Four ambulance controllers have sick pay cut despite doctors’ certificates

FOUR ambulance controllers are facing a bleak Christmas after health service bosses cut off their sick pay.

Four ambulance controllers have sick pay cut despite doctors’ certificates

The Dublin-based controllers, who are aged between 40 and 45 and married with young children, have been on sick leave due to work-related stress for the last two months.

Their condition has been certified as genuine by their own GPs and by the Health Services Executive’s (HSE) occupational health doctor.

Dr Paul Heslin, who is dealing with three of the controllers, said they had been abandoned without pay after more than 38 years of combined service to the community.

“The HSE is willing to waste €120 million on computer systems but will not support these staff who are vulnerable, two weeks before Christmas,” he said.

The HSE has the discretion to pay the men their wages after their 12 weeks of statutory sick leave expired but has chosen not to do so.

The controllers are part of a 14-strong HSE team working in the ambulance command and control centre in Townsend Street in Dublin. They are responsible for dispatching ambulances to routine calls but also to life-or-death situations such as cardiac arrests.

Dr Heslin said the men’s workplace environment had affected their psychological safety and physical health.

He said the HSE needed to immediately put the men back on full pay and acknowledge the enormous distress they were suffering.

“The HSE need to work with them and the doctors to create a healthy, reasonable and supportive working environment, not have them actively undermined by their own management and support team.”
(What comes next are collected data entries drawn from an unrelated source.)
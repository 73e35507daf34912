use std::path::PathBuf;

use anyhow::Result;

use crate::commands::{check_agent_exit, confirm_or_cancel, models};
use crate::config::AppContext;
use crate::errors::BenchError;
use crate::mode::Mode;
use crate::utils::error_messages;
use crate::utils::log::t;
use crate::utils::prompts::{
  DIRECTORIES_PLACEHOLDER, OUTPUT_FILE_PLACEHOLDER, POPULATE_AGENTS, directories_lines,
  read_prompt, render,
};
use crate::utils::scaffold::{list_repo_directories, list_sibling_directories};
use crate::utils::validation::check_known_repos;
use crate::utils::wizard::Wizard;
use crate::{log_info, log_warn};

/// Where the agent runs and what it should look at.
struct Target {
  cwd: PathBuf,
  prompts_dir: PathBuf,
  output_file: String,
  directories: Vec<String>,
}

fn resolve_target(ctx: &AppContext) -> Result<Target> {
  let runtime = &ctx.runtime;
  match runtime.mode {
    Mode::Uninitialized => Err(BenchError::wrong_mode(error_messages::NOT_A_PROJECT).into()),
    Mode::WithinRoot => Err(
      BenchError::wrong_mode(
        "Cannot populate AGENTS.md from inside the project tree. Run this command from the project root or a workbench directory.",
      )
      .into(),
    ),
    Mode::Root => {
      let paths = runtime.paths()?;
      Ok(Target {
        cwd: paths.root().to_path_buf(),
        prompts_dir: paths.prompts_dir(),
        output_file: format!("{}/AGENTS.md", paths.config_dir_name()),
        directories: list_sibling_directories(paths.root())?,
      })
    }
    Mode::Workbench => {
      let wb = runtime.workbench_paths();
      Ok(Target {
        cwd: wb.dir().to_path_buf(),
        prompts_dir: wb.prompts_dir(),
        output_file: "./AGENTS.md".to_string(),
        directories: list_repo_directories(wb.dir())?,
      })
    }
  }
}

/// Generate AGENTS.md with a headless agent run over the project's repositories.
pub fn run(ctx: &AppContext, model: Option<&str>, repos: &[String], yes: bool) -> Result<()> {
  let mut target = resolve_target(ctx)?;

  if !repos.is_empty() {
    check_known_repos(repos, &target.directories)?;
    target.directories.retain(|d| repos.contains(d));
  }
  if target.directories.is_empty() {
    log_warn!("No directories found to scan. Nothing to populate.");
    return Ok(());
  }

  log_info!("Directories to scan:");
  Wizard::info_lines(
    &target
      .directories
      .iter()
      .map(|d| format!("  {}", t::path(format!("./{d}"))))
      .collect::<Vec<_>>(),
  );
  if !confirm_or_cancel(
    yes,
    &format!("Populate {} from these directories?", target.output_file),
    "Population cancelled.",
  )? {
    return Ok(());
  }

  let model = model.map_or_else(|| models(ctx).task, ToString::to_string);
  let template = read_prompt(&target.prompts_dir, POPULATE_AGENTS)?;
  let prompt = render(
    &template,
    &[
      (DIRECTORIES_PLACEHOLDER, &directories_lines(&target.directories)),
      (OUTPUT_FILE_PLACEHOLDER, &target.output_file),
    ],
  );

  log_info!("Populating AGENTS.md...");
  log::debug!("populate agents with model {model} in {}", target.cwd.display());
  let code = ctx.agent().run_headless(&prompt, &model, &target.cwd)?;
  check_agent_exit(code, "AGENTS.md population")
}
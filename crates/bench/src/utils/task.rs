//! Task folders under a workbench's `bench/tasks` directory.

use std::fs;
use std::path::{Path, PathBuf};

use anyhow::{Context, Result};
use chrono::NaiveDate;

use crate::errors::BenchError;
use crate::store::{TASK_CONFIG_FILE, TaskConfig, load_yaml, save_yaml};
use crate::utils::error_messages;
use crate::utils::naming::{format_dated_name, parse_dated_name};
use crate::utils::prompts::SPEC_TEMPLATE;

pub const SPEC_FILE: &str = "spec.md";
pub const IMPL_FILE: &str = "impl.md";
pub const FILES_FILE: &str = "files.md";
pub const NOTES_FILE: &str = "notes.md";
pub const JOURNAL_FILE: &str = "journal.md";

#[derive(Debug, Clone, Copy, PartialEq, Eq, Default)]
pub enum TaskFilter {
  #[default]
  Open,
  Completed,
  All,
}

impl TaskFilter {
  fn matches(self, completed: Option<NaiveDate>) -> bool {
    match self {
      Self::Open => completed.is_none(),
      Self::Completed => completed.is_some(),
      Self::All => true,
    }
  }
}

/// A resolved task folder.
#[derive(Debug, Clone, PartialEq, Eq)]
pub struct TaskFolder {
  pub name: String,
  pub folder_name: String,
  pub path: PathBuf,
}

impl TaskFolder {
  #[must_use]
  pub fn file(&self, name: &str) -> PathBuf {
    self.path.join(name)
  }

  pub fn load_config(&self) -> Result<TaskConfig> {
    load_yaml(&self.file(TASK_CONFIG_FILE))
  }

  pub fn save_config(&self, config: &TaskConfig) -> Result<()> {
    save_yaml(&self.file(TASK_CONFIG_FILE), config)
  }

  /// Fail with the task-level message unless `file` has content.
  pub fn require_file(&self, file: &str) -> Result<()> {
    if file_non_empty(&self.file(file)) {
      return Ok(());
    }
    Err(
      BenchError::MissingInput {
        task: self.name.clone(),
        file: file.to_string(),
      }
      .into(),
    )
  }
}

/// Row of `bench task list`.
#[derive(Debug, Clone, PartialEq, Eq)]
pub struct TaskEntry {
  pub name: String,
  pub folder_name: String,
  pub created: NaiveDate,
  pub completed: Option<NaiveDate>,
  pub repos: Vec<String>,
  pub has_spec: bool,
  pub has_impl: bool,
  pub has_files: bool,
  pub has_journal: bool,
}

/// True when `path` is a file with at least one byte.
#[must_use]
pub fn file_non_empty(path: &Path) -> bool {
  fs::metadata(path).is_ok_and(|m| m.is_file() && m.len() > 0)
}

fn task_folders(tasks_dir: &Path) -> Result<Vec<(TaskFolder, NaiveDate)>> {
  if !tasks_dir.is_dir() {
    return Ok(Vec::new());
  }
  let mut folders = Vec::new();
  for entry in fs::read_dir(tasks_dir).with_context(|| format!("read dir {}", tasks_dir.display()))? {
    let entry = entry?;
    if !entry.file_type()?.is_dir() {
      continue;
    }
    let folder_name = entry.file_name().to_string_lossy().to_string();
    let Some(parsed) = parse_dated_name(&folder_name) else {
      continue;
    };
    folders.push((
      TaskFolder {
        name: parsed.name,
        folder_name,
        path: entry.path(),
      },
      parsed.date,
    ));
  }
  folders.sort_by(|a, b| a.1.cmp(&b.1).then_with(|| a.0.folder_name.cmp(&b.0.folder_name)));
  Ok(folders)
}

/// Find the one task folder whose name suffix (or full folder name) equals `name`.
pub fn resolve_task(tasks_dir: &Path, name: &str) -> Result<TaskFolder> {
  let folders: Vec<TaskFolder> = task_folders(tasks_dir)?
    .into_iter()
    .map(|(folder, _)| folder)
    .collect();
  if let Some(exact) = folders.iter().find(|f| f.folder_name == name) {
    return Ok(exact.clone());
  }
  let mut iter = folders.into_iter().filter(|folder| folder.name == name);
  match (iter.next(), iter.next()) {
    (None, _) => Err(BenchError::validation(error_messages::task_not_found(name)).into()),
    (Some(only), None) => Ok(only),
    (Some(first), Some(second)) => {
      let mut names = vec![first.folder_name, second.folder_name];
      names.extend(iter.map(|f| f.folder_name));
      Err(
        BenchError::validation(format!(
          "Multiple tasks match \"{name}\": {}. Please specify the full folder name.",
          names.join(", ")
        ))
        .into(),
      )
    }
  }
}

/// Create `<date> - <name>` with `task.yaml`, the spec template and empty
/// working files.
pub fn create_task_folder(
  tasks_dir: &Path,
  name: &str,
  date: NaiveDate,
  repos: Vec<String>,
) -> Result<TaskFolder> {
  if task_folders(tasks_dir)?.iter().any(|(f, _)| f.name == name) {
    return Err(
      BenchError::validation(format!("Task \"{name}\" already exists in this workbench.")).into(),
    );
  }
  let folder_name = format_dated_name(date, name);
  let path = tasks_dir.join(&folder_name);
  fs::create_dir_all(&path).with_context(|| format!("create dir {}", path.display()))?;
  let folder = TaskFolder {
    name: name.to_string(),
    folder_name,
    path,
  };
  folder.save_config(&TaskConfig {
    name: name.to_string(),
    completed: None,
    repos,
  })?;
  for (file, body) in [
    (SPEC_FILE, SPEC_TEMPLATE),
    (FILES_FILE, ""),
    (IMPL_FILE, ""),
    (NOTES_FILE, ""),
  ] {
    let target = folder.file(file);
    fs::write(&target, body).with_context(|| format!("write {}", target.display()))?;
  }
  log::debug!("created task folder {}", folder.path.display());
  Ok(folder)
}

/// Tasks matching `filter`, oldest first. Folders without a readable
/// `task.yaml` are skipped.
pub fn list_task_entries(tasks_dir: &Path, filter: TaskFilter) -> Result<Vec<TaskEntry>> {
  let mut entries = Vec::new();
  for (folder, created) in task_folders(tasks_dir)? {
    let config = match folder.load_config() {
      Ok(config) => config,
      Err(err) => {
        log::debug!("skipping {}: {err:#}", folder.folder_name);
        continue;
      }
    };
    if !filter.matches(config.completed) {
      continue;
    }
    let name = if config.name.is_empty() {
      folder.name.clone()
    } else {
      config.name
    };
    entries.push(TaskEntry {
      name,
      created,
      completed: config.completed,
      repos: config.repos,
      has_spec: file_non_empty(&folder.file(SPEC_FILE)),
      has_impl: file_non_empty(&folder.file(IMPL_FILE)),
      has_files: file_non_empty(&folder.file(FILES_FILE)),
      has_journal: file_non_empty(&folder.file(JOURNAL_FILE)),
      folder_name: folder.folder_name,
    });
  }
  Ok(entries)
}
pub mod agent;
pub mod child;
pub mod discussion;
pub mod error_messages;
pub mod git;
pub mod log;
pub mod naming;
pub mod prompts;
pub mod scaffold;
pub mod task;
pub mod term;
pub mod validation;
pub mod wizard;
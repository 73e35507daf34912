use anyhow::Result;

use crate::commands::{check_agent_exit, models};
use crate::config::AppContext;
use crate::log_info;
use crate::utils::discussion::list_discussions;
use crate::utils::log::t;
use crate::utils::prompts::{
  DISCUSS, EXISTING_DISCUSSIONS_PLACEHOLDER, REPOSITORIES_PLACEHOLDER, read_prompt, render,
  repositories_block,
};
use crate::utils::term::print_table;
use crate::utils::validation::check_known_repos;

/// Open an interactive discussion; the agent saves it under `bench/discussions`.
pub fn start(ctx: &AppContext, only_repos: &[String]) -> Result<()> {
  ctx.runtime.require_workbench("discuss start")?;
  let wb = ctx.runtime.workbench_paths();
  let mut repos = ctx.runtime.workbench_config()?.repo_dirs();
  if !only_repos.is_empty() {
    check_known_repos(only_repos, &repos)?;
    repos.retain(|r| only_repos.contains(r));
  }

  let existing = list_discussions(&wb.discussions_dir())?;
  let existing = if existing.is_empty() {
    "(none)".to_string()
  } else {
    existing
      .iter()
      .map(|d| format!("- {}", d.name))
      .collect::<Vec<_>>()
      .join("\n")
  };
  let template = read_prompt(&wb.prompts_dir(), DISCUSS)?;
  let prompt = render(
    &template,
    &[
      (REPOSITORIES_PLACEHOLDER, &repositories_block(&repos)),
      (EXISTING_DISCUSSIONS_PLACEHOLDER, &existing),
    ],
  );

  log_info!("Starting discussion...");
  log_info!("");
  let code = ctx
    .agent()
    .run_interactive(&prompt, &models(ctx).discuss, wb.dir())?;
  check_agent_exit(code, "discussion")
}

pub fn list(ctx: &AppContext) -> Result<()> {
  ctx.runtime.require_workbench("discuss list")?;
  let entries = list_discussions(&ctx.runtime.workbench_paths().discussions_dir())?;
  if entries.is_empty() {
    log_info!("{}", t::dim("No discussions in this workbench."));
    return Ok(());
  }
  let rows: Vec<Vec<String>> = entries
    .iter()
    .map(|d| vec![d.name.clone(), d.created.to_string()])
    .collect();
  print_table(&["Name", "Date"], &rows);
  Ok(())
}
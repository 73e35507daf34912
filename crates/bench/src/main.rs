fn main() {
  if let Err(err) = bench::run() {
    bench::log_error!("{}", err);
    std::process::exit(bench::exit_code(&err));
  }
}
The SIPTU Dublin hospitals’ branch secretary Paul Bell said he could confirm that four ambulance controllers were off work and that there were issues about their sick pay and their work environment but said he could not comment on individual cases.

The problems at the command and control centre, which is manned by separate controllers from the HSE and the Dublin Fire Brigade, were highlighted last year in a report by management consultant Conal Devine.

He found that patients were being put at risk by the lack of a single system for dispatching all emergency ambulances in Dublin and recommended an immediate health and safety audit of staff and the public.

But the report, which was supposed to be binding, was never published and HSE managers are only now talking about the possibility of carrying out the health and safety audit.

According to a HSE source, the report has been abandoned and a working group has been set up between the HSE and Dublin City Council to examine the issue all over again.

A HSE spokesman could not comment on the issue.